**What is expected**
When the line containing "Ok(identity) => tracing::info!(subject_id" appears in the entries below, begin printing there and stop after the line containing "record held before."; print each of those lines exactly and no other line.

##### Data excerpts #####

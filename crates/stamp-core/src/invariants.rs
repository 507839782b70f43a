//! Business rules checked before a write commits.

use crate::{
  Error, Result,
  identity::{Identity, Registration, Role, SubjectId, UniqueField},
  store::IdentityStore,
};

/// A new record must not choose its own id, role or token.
pub fn check_registration(req: &Registration) -> Result<()> {
  if let Some(id) = req.subject_id
    && !id.is_unassigned()
  {
    return Err(Error::InvalidRequest(format!("new record cannot carry id {id}")));
  }
  if req.role != Role::Standard {
    return Err(Error::InvalidRequest(format!(
      "new record must have role {}, got {}",
      Role::Standard,
      req.role
    )));
  }
  if req.token.as_deref().is_some_and(|t| !t.is_empty()) {
    return Err(Error::InvalidRequest("new record cannot carry a token".into()));
  }
  Ok(())
}

pub fn check_role_unchanged(stored: &Identity, proposed: Role) -> Result<()> {
  if stored.role != proposed {
    return Err(Error::ForbiddenMutation(format!(
      "role of subject {} cannot change from {} to {}",
      stored.subject_id, stored.role, proposed
    )));
  }
  Ok(())
}

/// Fail with [`Error::Conflict`] if `handle` or `contact` already belongs to
/// a record other than `owner`. Empty values are not checked.
pub async fn check_unique<S: IdentityStore>(
  store: &S,
  handle: &str,
  contact: &str,
  owner: Option<SubjectId>,
) -> Result<()> {
  let taken = |found: Option<Identity>| {
    found.is_some_and(|other| Some(other.subject_id) != owner)
  };

  if !handle.is_empty() && taken(store.find_by_handle(handle).await.map_err(Error::store)?) {
    return Err(Error::Conflict { field: UniqueField::Handle, prior: None });
  }
  if !contact.is_empty() && taken(store.find_by_contact(contact).await.map_err(Error::store)?) {
    return Err(Error::Conflict { field: UniqueField::Contact, prior: None });
  }
  Ok(())
}

/// Resolve the acting principal of a deletion and check it may delete.
///
/// Only role and credential are checked; no token is involved.
pub async fn authorize_deletion<S: IdentityStore>(
  store: &S,
  acting: SubjectId,
  acting_secret: &str,
) -> Result<Identity> {
  let actor = store
    .get(acting)
    .await
    .map_err(Error::store)?
    .ok_or(Error::NotFound(acting))?;

  if !actor.is_privileged() {
    return Err(Error::ForbiddenMutation(format!(
      "subject {acting} is not an {}",
      Role::Administrator
    )));
  }
  if !actor.secret_matches(acting_secret) {
    return Err(Error::ForbiddenMutation(format!(
      "credential mismatch for acting subject {acting}"
    )));
  }
  Ok(actor)
}
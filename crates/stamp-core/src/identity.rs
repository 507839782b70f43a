//! Identity records and the request shapes that create or change them.

use std::fmt;

use constant_time_eq::constant_time_eq;
use serde::{Deserialize, Serialize};
use strum::{AsRefStr, Display, EnumString};

/// Stable numeric identifier of a subject, assigned by the store on insert.
///
/// Zero is the "unassigned" sentinel accepted in registration requests.
#[derive(
  Debug, Clone, Copy, PartialEq, Eq, PartialOrd, Ord, Hash, Serialize, Deserialize,
)]
#[serde(transparent)]
pub struct SubjectId(pub i64);

impl SubjectId {
  pub fn is_unassigned(self) -> bool { self.0 == 0 }
}

impl fmt::Display for SubjectId {
  fn fmt(&self, f: &mut fmt::Formatter<'_>) -> fmt::Result { self.0.fmt(f) }
}

/// The closed set of roles. Fixed at creation.
#[derive(
  Debug,
  Clone,
  Copy,
  PartialEq,
  Eq,
  Serialize,
  Deserialize,
  Display,
  EnumString,
  AsRefStr,
)]
#[serde(rename_all = "lowercase")]
#[strum(serialize_all = "lowercase")]
pub enum Role {
  Standard,
  Administrator,
}

/// A column that must be unique across all identity records.
#[derive(Debug, Clone, Copy, PartialEq, Eq, Display)]
#[strum(serialize_all = "lowercase")]
pub enum UniqueField {
  Handle,
  Contact,
}

/// One principal.
///
/// `current_token` is a single-slot version stamp: the only token that will
/// be accepted as proof of freshness for this subject.
#[derive(Clone, PartialEq, Eq, Serialize)]
pub struct Identity {
  pub subject_id:    SubjectId,
  pub handle:        String,
  pub contact:       String,
  #[serde(skip_serializing)]
  pub secret:        String,
  pub role:          Role,
  pub current_token: Option<String>,
}

impl Identity {
  /// Byte-for-byte comparison against the stored secret. An empty
  /// presentation never matches.
  pub fn secret_matches(&self, presented: &str) -> bool {
    !presented.is_empty()
      && constant_time_eq(presented.as_bytes(), self.secret.as_bytes())
  }

  pub fn is_privileged(&self) -> bool { self.role == Role::Administrator }
}

impl fmt::Debug for Identity {
  fn fmt(&self, f: &mut fmt::Formatter<'_>) -> fmt::Result {
    f.debug_struct("Identity")
      .field("subject_id", &self.subject_id)
      .field("handle", &self.handle)
      .field("contact", &self.contact)
      .field("secret", &"<redacted>")
      .field("role", &self.role)
      .field("has_token", &self.current_token.is_some())
      .finish()
  }
}

/// The fields a store needs to insert a record. The store assigns the id.
#[derive(Debug, Clone)]
pub struct NewIdentity {
  pub handle:  String,
  pub contact: String,
  pub secret:  String,
  pub role:    Role,
}

/// A registration request as it arrives from the transport.
///
/// `subject_id` and `token` must be absent (or the zero id); they exist so
/// that a client trying to choose its own id or token can be rejected.
#[derive(Debug, Clone)]
pub struct Registration {
  pub subject_id: Option<SubjectId>,
  pub handle:     String,
  pub contact:    String,
  pub secret:     String,
  pub role:       Role,
  pub token:      Option<String>,
}

/// A profile update.
///
/// An absent or blank `handle` / `contact` keeps the stored value instead of
/// being written through, so an update can never clear either column. This
/// deliberately departs from write-as-given semantics.
#[derive(Debug, Clone)]
pub struct ProfileUpdate {
  pub subject_id: SubjectId,
  pub secret:     String,
  pub role:       Role,
  pub handle:     Option<String>,
  pub contact:    Option<String>,
  pub token:      Option<String>,
}

#[cfg(test)]
mod tests {
  use std::str::FromStr;

  use super::*;

  fn alice() -> Identity {
    Identity {
      subject_id:    SubjectId(1),
      handle:        "alice".into(),
      contact:       "a@x.com".into(),
      secret:        "p1".into(),
      role:          Role::Standard,
      current_token: Some("t".into()),
    }
  }

  #[test]
  fn role_string_forms() {
    assert_eq!(Role::Standard.as_ref(), "standard");
    assert_eq!(Role::from_str("administrator").unwrap(), Role::Administrator);
    assert!(Role::from_str("admin").is_err());
  }

  #[test]
  fn secret_is_compared_exactly() {
    let id = alice();
    assert!(id.secret_matches("p1"));
    assert!(!id.secret_matches("p1 "));
    assert!(!id.secret_matches(""));
  }

  #[test]
  fn secret_never_serialized_or_debug_printed() {
    let id = alice();
    let json = serde_json::to_value(&id).unwrap();
    assert!(json.get("secret").is_none());
    assert_eq!(json["subject_id"], 1);
    assert_eq!(json["role"], "standard");
    assert!(!format!("{id:?}").contains("p1"));
  }
}
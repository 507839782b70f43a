//! API error type and [`axum::response::IntoResponse`] implementation.
//!
//! Rejected operations all produce the same body. The distinct reason has
//! already been logged by the service.

use axum::{
  Json,
  http::StatusCode,
  response::{IntoResponse, Response},
};
use serde_json::json;
use thiserror::Error;

/// An error returned by an API handler.
#[derive(Debug, Error)]
pub enum ApiError {
  /// A mutation or lookup refused by the identity service.
  #[error("rejected: {0}")]
  Rejected(#[from] stamp_core::Error),

  #[error("not found: {0}")]
  NotFound(String),

  /// A read failed in the backend.
  #[error("store error: {0}")]
  Store(#[source] stamp_core::Error),
}

impl IntoResponse for ApiError {
  fn into_response(self) -> Response {
    let (status, message) = match &self {
      ApiError::Rejected(e) => {
        tracing::debug!(kind = e.kind(), "responding with uniform rejection");
        (StatusCode::BAD_REQUEST, "request rejected".to_string())
      }
      ApiError::NotFound(m) => (StatusCode::NOT_FOUND, m.clone()),
      ApiError::Store(e) => {
        tracing::error!(error = %e, "read failed");
        (StatusCode::INTERNAL_SERVER_ERROR, "internal error".to_string())
      }
    };
    (status, Json(json!({ "error": message }))).into_response()
  }
}
//! Freshness check and token rotation.

use chrono::Utc;

use crate::{
  Error, Result,
  identity::SubjectId,
  token::TokenCodec,
};

/// How long a token stays fresh after issue: one hour.
pub const VALIDITY_WINDOW_MS: i64 = 60 * 60 * 1000;

/// Checks that a token belongs to the expected subject and is inside the
/// validity window, and issues its replacement.
///
/// Stateless: the result depends only on the token, the subject and the
/// local wall clock. Clock skew between issuers is not compensated.
#[derive(Debug, Clone)]
pub struct TokenValidator {
  codec: TokenCodec,
}

impl TokenValidator {
  pub fn new(codec: TokenCodec) -> Self { Self { codec } }

  pub fn codec(&self) -> &TokenCodec { &self.codec }

  /// A fresh token for `subject_id`, issued now.
  pub fn mint(&self, subject_id: SubjectId) -> String {
    self.codec.encode(subject_id, now_ms())
  }

  pub fn check_fresh_and_rotate(
    &self,
    token: &str,
    expected: SubjectId,
  ) -> Result<String> {
    self.check_at(token, expected, now_ms())
  }

  /// [`check_fresh_and_rotate`](Self::check_fresh_and_rotate) against an
  /// explicit clock reading.
  pub fn check_at(&self, token: &str, expected: SubjectId, now_ms: i64) -> Result<String> {
    let claim = self.codec.decode(token)?;

    if claim.subject_id != expected {
      return Err(Error::SubjectMismatch { expected, found: claim.subject_id });
    }

    let age_ms = now_ms.saturating_sub(claim.issued_at_ms);
    if age_ms > VALIDITY_WINDOW_MS {
      return Err(Error::Expired { age_ms });
    }

    // The replacement must differ from the presented token.
    let issued_at_ms = now_ms.max(claim.issued_at_ms.saturating_add(1));
    Ok(self.codec.encode(expected, issued_at_ms))
  }
}

pub(crate) fn now_ms() -> i64 { Utc::now().timestamp_millis() }
//! The `IdentityStore` trait.
//!
//! The trait is implemented by storage backends (e.g. `stamp-store-sqlite`).
//! [`IdentityService`](crate::service::IdentityService) depends on this
//! abstraction, not on any concrete backend.

use std::future::Future;

use crate::identity::{Identity, NewIdentity, SubjectId, UniqueField};

/// Error type of an [`IdentityStore`] backend.
pub trait StoreError: std::error::Error + Send + Sync + 'static {
  /// The unique column a rejected write collided with, when that is why the
  /// write failed.
  fn unique_violation(&self) -> Option<UniqueField> { None }
}

/// Abstraction over a Stamp identity store backend.
///
/// Each call is a single round trip; the store never retries. All methods
/// return `Send` futures so the trait can be used in multi-threaded async
/// runtimes (e.g. tokio with `axum`).
pub trait IdentityStore: Send + Sync {
  type Error: StoreError;

  // ── Reads ─────────────────────────────────────────────────────────────

  /// Retrieve a record by id. Returns `None` if not found.
  fn get(
    &self,
    id: SubjectId,
  ) -> impl Future<Output = Result<Option<Identity>, Self::Error>> + Send + '_;

  /// Exact match on `handle`.
  fn find_by_handle<'a>(
    &'a self,
    handle: &'a str,
  ) -> impl Future<Output = Result<Option<Identity>, Self::Error>> + Send + 'a;

  /// Exact match on `contact`.
  fn find_by_contact<'a>(
    &'a self,
    contact: &'a str,
  ) -> impl Future<Output = Result<Option<Identity>, Self::Error>> + Send + 'a;

  /// All records, ascending by id.
  fn list(
    &self,
  ) -> impl Future<Output = Result<Vec<Identity>, Self::Error>> + Send + '_;

  /// Records whose handle contains `fragment`, ascending by id.
  fn search_handle<'a>(
    &'a self,
    fragment: &'a str,
  ) -> impl Future<Output = Result<Vec<Identity>, Self::Error>> + Send + 'a;

  // ── Writes ────────────────────────────────────────────────────────────

  /// Insert a new record with no token. The store assigns a fresh id that
  /// has never been used before, even by a deleted record.
  fn insert(
    &self,
    input: NewIdentity,
  ) -> impl Future<Output = Result<Identity, Self::Error>> + Send + '_;

  /// Insert a new record together with its first token, as one atomic
  /// write. `issue_token` receives the assigned id; if the write fails no
  /// record is left behind.
  fn insert_with_token<F>(
    &self,
    input: NewIdentity,
    issue_token: F,
  ) -> impl Future<Output = Result<Identity, Self::Error>> + Send + '_
  where
    F: FnOnce(SubjectId) -> String + Send + 'static;

  /// Overwrite every mutable column of an existing record, unconditionally.
  fn save(
    &self,
    identity: Identity,
  ) -> impl Future<Output = Result<Identity, Self::Error>> + Send + '_;

  /// Overwrite an existing record only if its stored token still equals
  /// `expected_token`, as one atomic write.
  ///
  /// Returns `None` when the stored token differs (someone rotated first) or
  /// the record no longer exists; nothing is written in that case.
  fn save_if_token(
    &self,
    identity: Identity,
    expected_token: String,
  ) -> impl Future<Output = Result<Option<Identity>, Self::Error>> + Send + '_;

  /// Destroy a record. Returns `false` if there was nothing to delete.
  fn delete(
    &self,
    id: SubjectId,
  ) -> impl Future<Output = Result<bool, Self::Error>> + Send + '_;
}
//! [`IdentityService`] — the operations exposed to transports.
//!
//! | Operation | Gate | Token |
//! |-----------|------|-------|
//! | [`register`](IdentityService::register) | creation preconditions + uniqueness | minted |
//! | [`login`](IdentityService::login) | secret | minted unconditionally |
//! | [`update_profile`](IdentityService::update_profile) | secret, role, [`MutationGate`], uniqueness | rotated |
//! | [`heartbeat`](IdentityService::heartbeat) | [`MutationGate`] | rotated |
//! | [`delete`](IdentityService::delete) | privileged actor + its secret | none |
//!
//! Every rejection is logged with its [`Error::kind`] before being returned.

use crate::{
  Error, Result,
  gate::MutationGate,
  identity::{Identity, NewIdentity, ProfileUpdate, Registration, SubjectId},
  invariants,
  store::IdentityStore,
  token::TokenCodec,
  validator::TokenValidator,
};

pub struct IdentityService<S> {
  store: S,
  gate:  MutationGate,
}

impl<S: IdentityStore> IdentityService<S> {
  pub fn new(store: S, codec: TokenCodec) -> Self {
    Self { store, gate: MutationGate::new(TokenValidator::new(codec)) }
  }

  pub fn store(&self) -> &S { &self.store }

  pub fn gate(&self) -> &MutationGate { &self.gate }

  // ── Token-issuing operations ──────────────────────────────────────────

  /// Create a record and mint its first token.
  pub async fn register(&self, req: Registration) -> Result<Identity> {
    tracing::info!(handle = %req.handle, contact = %req.contact, "registering subject");
    let outcome = self.try_register(req).await;
    match &outcome {
      Ok(identity) => tracing::info!(subject_id = %identity.subject_id, "registered"),
      Err(e) => tracing::warn!(kind = e.kind(), error = %e, "registration rejected"),
    }
    outcome
  }

  /// Re-authenticate with the stored secret. Always mints a new token,
  /// whatever token the record held before.
  pub async fn login(&self, subject_id: SubjectId, secret: &str) -> Result<Identity> {
    let outcome = self.try_login(subject_id, secret).await;
    log_outcome("login", subject_id, &outcome);
    outcome
  }

  /// Change handle and/or contact.
  ///
  /// On a uniqueness conflict nothing is written: the error carries the
  /// stored record unchanged and the presented token stays active.
  pub async fn update_profile(&self, req: ProfileUpdate) -> Result<Identity> {
    let subject_id = req.subject_id;
    let outcome = self.try_update_profile(req).await;
    log_outcome("profile update", subject_id, &outcome);
    outcome
  }

  /// Prove freshness and receive the rotated token.
  pub async fn heartbeat(&self, subject_id: SubjectId, token: Option<&str>) -> Result<String> {
    let outcome = self.try_heartbeat(subject_id, token).await;
    log_outcome("heartbeat", subject_id, &outcome);
    outcome
  }

  // ── Deletion ──────────────────────────────────────────────────────────

  /// Destroy `target` on behalf of an administrator.
  pub async fn delete(
    &self,
    target: SubjectId,
    acting: SubjectId,
    acting_secret: &str,
  ) -> Result<()> {
    let outcome = self.try_delete(target, acting, acting_secret).await;
    match &outcome {
      Ok(()) => tracing::info!(%target, %acting, "subject deleted"),
      Err(e) => {
        tracing::warn!(%target, %acting, kind = e.kind(), error = %e, "deletion rejected")
      }
    }
    outcome
  }

  /// Operator bootstrap: insert a record with any role, bypassing the
  /// registration preconditions but not uniqueness. No token is minted.
  pub async fn provision(&self, input: NewIdentity) -> Result<Identity> {
    invariants::check_unique(&self.store, &input.handle, &input.contact, None).await?;
    let role = input.role;
    let identity = self.store.insert(input).await.map_err(Error::store)?;
    tracing::info!(subject_id = %identity.subject_id, %role, "subject provisioned");
    Ok(identity)
  }

  // ── Reads ─────────────────────────────────────────────────────────────

  pub async fn get(&self, subject_id: SubjectId) -> Result<Identity> {
    self
      .store
      .get(subject_id)
      .await
      .map_err(Error::store)?
      .ok_or(Error::NotFound(subject_id))
  }

  pub async fn list(&self) -> Result<Vec<Identity>> {
    self.store.list().await.map_err(Error::store)
  }

  /// Records whose handle contains `fragment`.
  pub async fn search(&self, fragment: &str) -> Result<Vec<Identity>> {
    self.store.search_handle(fragment).await.map_err(Error::store)
  }

  // ── Internals ─────────────────────────────────────────────────────────

  async fn try_register(&self, req: Registration) -> Result<Identity> {
    invariants::check_registration(&req)?;
    invariants::check_unique(&self.store, &req.handle, &req.contact, None).await?;

    let validator = self.gate.validator().clone();
    self
      .store
      .insert_with_token(
        NewIdentity {
          handle:  req.handle,
          contact: req.contact,
          secret:  req.secret,
          role:    req.role,
        },
        move |subject_id| validator.mint(subject_id),
      )
      .await
      .map_err(Error::store)
  }

  async fn try_login(&self, subject_id: SubjectId, secret: &str) -> Result<Identity> {
    let mut identity = self.get(subject_id).await?;
    if !identity.secret_matches(secret) {
      return Err(Error::BadCredential(subject_id));
    }
    identity.current_token = Some(self.gate.validator().mint(subject_id));
    self.store.save(identity).await.map_err(Error::store)
  }

  async fn try_update_profile(&self, req: ProfileUpdate) -> Result<Identity> {
    let subject_id = req.subject_id;
    let stored = self.get(subject_id).await?;
    if !stored.secret_matches(&req.secret) {
      return Err(Error::BadCredential(subject_id));
    }
    invariants::check_role_unchanged(&stored, req.role)?;

    let rotation = self.gate.authorize(&stored, req.token.as_deref())?;

    let handle = non_blank(req.handle).unwrap_or_else(|| stored.handle.clone());
    let contact = non_blank(req.contact).unwrap_or_else(|| stored.contact.clone());

    // A collision can surface here or, under a concurrent write, from the
    // store itself. Either way nothing was written.
    invariants::check_unique(&self.store, &handle, &contact, Some(subject_id))
      .await
      .map_err(|e| with_prior(e, &stored))?;

    let updated = Identity { handle, contact, ..stored.clone() };
    self
      .gate
      .commit(&self.store, updated, rotation)
      .await
      .map_err(|e| with_prior(e, &stored))
  }

  async fn try_heartbeat(&self, subject_id: SubjectId, token: Option<&str>) -> Result<String> {
    if token.is_none_or(str::is_empty) {
      return Err(Error::MissingToken);
    }
    let stored = self.get(subject_id).await?;
    let rotation = self.gate.authorize(&stored, token)?;
    let saved = self.gate.commit(&self.store, stored, rotation).await?;
    saved.current_token.ok_or(Error::StaleOrForgedToken)
  }

  async fn try_delete(
    &self,
    target: SubjectId,
    acting: SubjectId,
    acting_secret: &str,
  ) -> Result<()> {
    invariants::authorize_deletion(&self.store, acting, acting_secret).await?;
    self.get(target).await?;
    if !self.store.delete(target).await.map_err(Error::store)? {
      return Err(Error::NotFound(target));
    }
    Ok(())
  }
}

/// Attach the unchanged record to a uniqueness conflict.
fn with_prior(e: Error, stored: &Identity) -> Error {
  match e {
    Error::Conflict { field, .. } => {
      Error::Conflict { field, prior: Some(Box::new(stored.clone())) }
    }
    other => other,
  }
}

fn non_blank(value: Option<String>) -> Option<String> {
  value.filter(|v| !v.trim().is_empty())
}

fn log_outcome<T>(operation: &'static str, subject_id: SubjectId, outcome: &Result<T>) {
  match outcome {
    Ok(_) => tracing::info!(%subject_id, "{operation} succeeded"),
    Err(e) => {
      tracing::warn!(%subject_id, kind = e.kind(), error = %e, "{operation} rejected")
    }
  }
}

#####

**Result**
      Ok(identity) => tracing::info!(subject_id = %identity.subject_id, "registered"),
      Err(e) => tracing::warn!(kind = e.kind(), error = %e, "registration rejected"),
    }
    outcome
  }

  /// Re-authenticate with the stored secret. Always mints a new token,
  /// whatever token the record held before.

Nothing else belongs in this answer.